Work required:
For each line of the data below, copy it if it holds the word "crate".

Input records:

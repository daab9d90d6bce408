use crate::host::RowSet;
use crate::runtime::Runtime;
use crate::script::{TupleState, TupleValue};
use crate::tracker::DescriptorHandle;
use crate::value::Datum;
use mlua::{MetaMethod, UserData, UserDataMethods, Value};
use std::cell::RefCell;
use std::rc::Rc;

/// Buffered rows of one statement, indexed from 1.
///
/// Tuples are built on first access and reused afterwards; every tuple
/// shares the set's descriptor handle.
pub(crate) struct ResultSet {
    rt: Rc<Runtime>,
    handle: DescriptorHandle,
    rows: RefCell<Vec<Option<Vec<Option<Datum>>>>>,
    tuples: RefCell<Vec<Option<TupleValue>>>,
}

impl ResultSet {
    pub fn new(rt: &Rc<Runtime>, rows: RowSet) -> Self {
        let handle = rt.arena.allocate(rows.descriptor);
        let count = rows.rows.len();
        Self {
            rt: Rc::clone(rt),
            handle,
            rows: RefCell::new(rows.rows.into_iter().map(Some).collect()),
            tuples: RefCell::new(vec![None; count]),
        }
    }

    pub fn len(&self) -> usize {
        self.tuples.borrow().len()
    }

    /// Tuple at 1-based `index`.
    pub fn get(&self, index: i64) -> Option<TupleValue> {
        if index < 1 || index as usize > self.len() {
            return None;
        }
        let slot = index as usize - 1;
        if let Some(tuple) = &self.tuples.borrow()[slot] {
            return Some(tuple.clone());
        }
        let values = self.rows.borrow_mut()[slot].take()?;
        let tuple = TupleValue::with_handle(&self.rt, self.handle.clone(), values, TupleState::ReadOnly);
        self.tuples.borrow_mut()[slot] = Some(tuple.clone());
        Some(tuple)
    }
}

impl UserData for ResultSet {
    fn add_methods<'lua, M: UserDataMethods<'lua, Self>>(methods: &mut M) {
        methods.add_meta_method(MetaMethod::Index, |lua, this, key: Value<'lua>| {
            let index = match key {
                Value::Integer(i) => i,
                Value::Number(n) if n.fract() == 0.0 => n as i64,
                _ => return Ok(Value::Nil),
            };
            match this.get(index) {
                Some(tuple) => Ok(Value::UserData(lua.create_userdata(tuple)?)),
                None => Ok(Value::Nil),
            }
        });

        methods.add_meta_method(MetaMethod::Len, |_, this, ()| Ok(this.len()));

        methods.add_meta_method(MetaMethod::ToString, |_, this, ()| Ok(format!("result set: {} rows", this.len())));
    }
}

Expected output:
use crate::host::RowSet;
use crate::runtime::Runtime;
use crate::script::{TupleState, TupleValue};
use crate::tracker::DescriptorHandle;
use crate::value::Datum;
pub(crate) struct ResultSet {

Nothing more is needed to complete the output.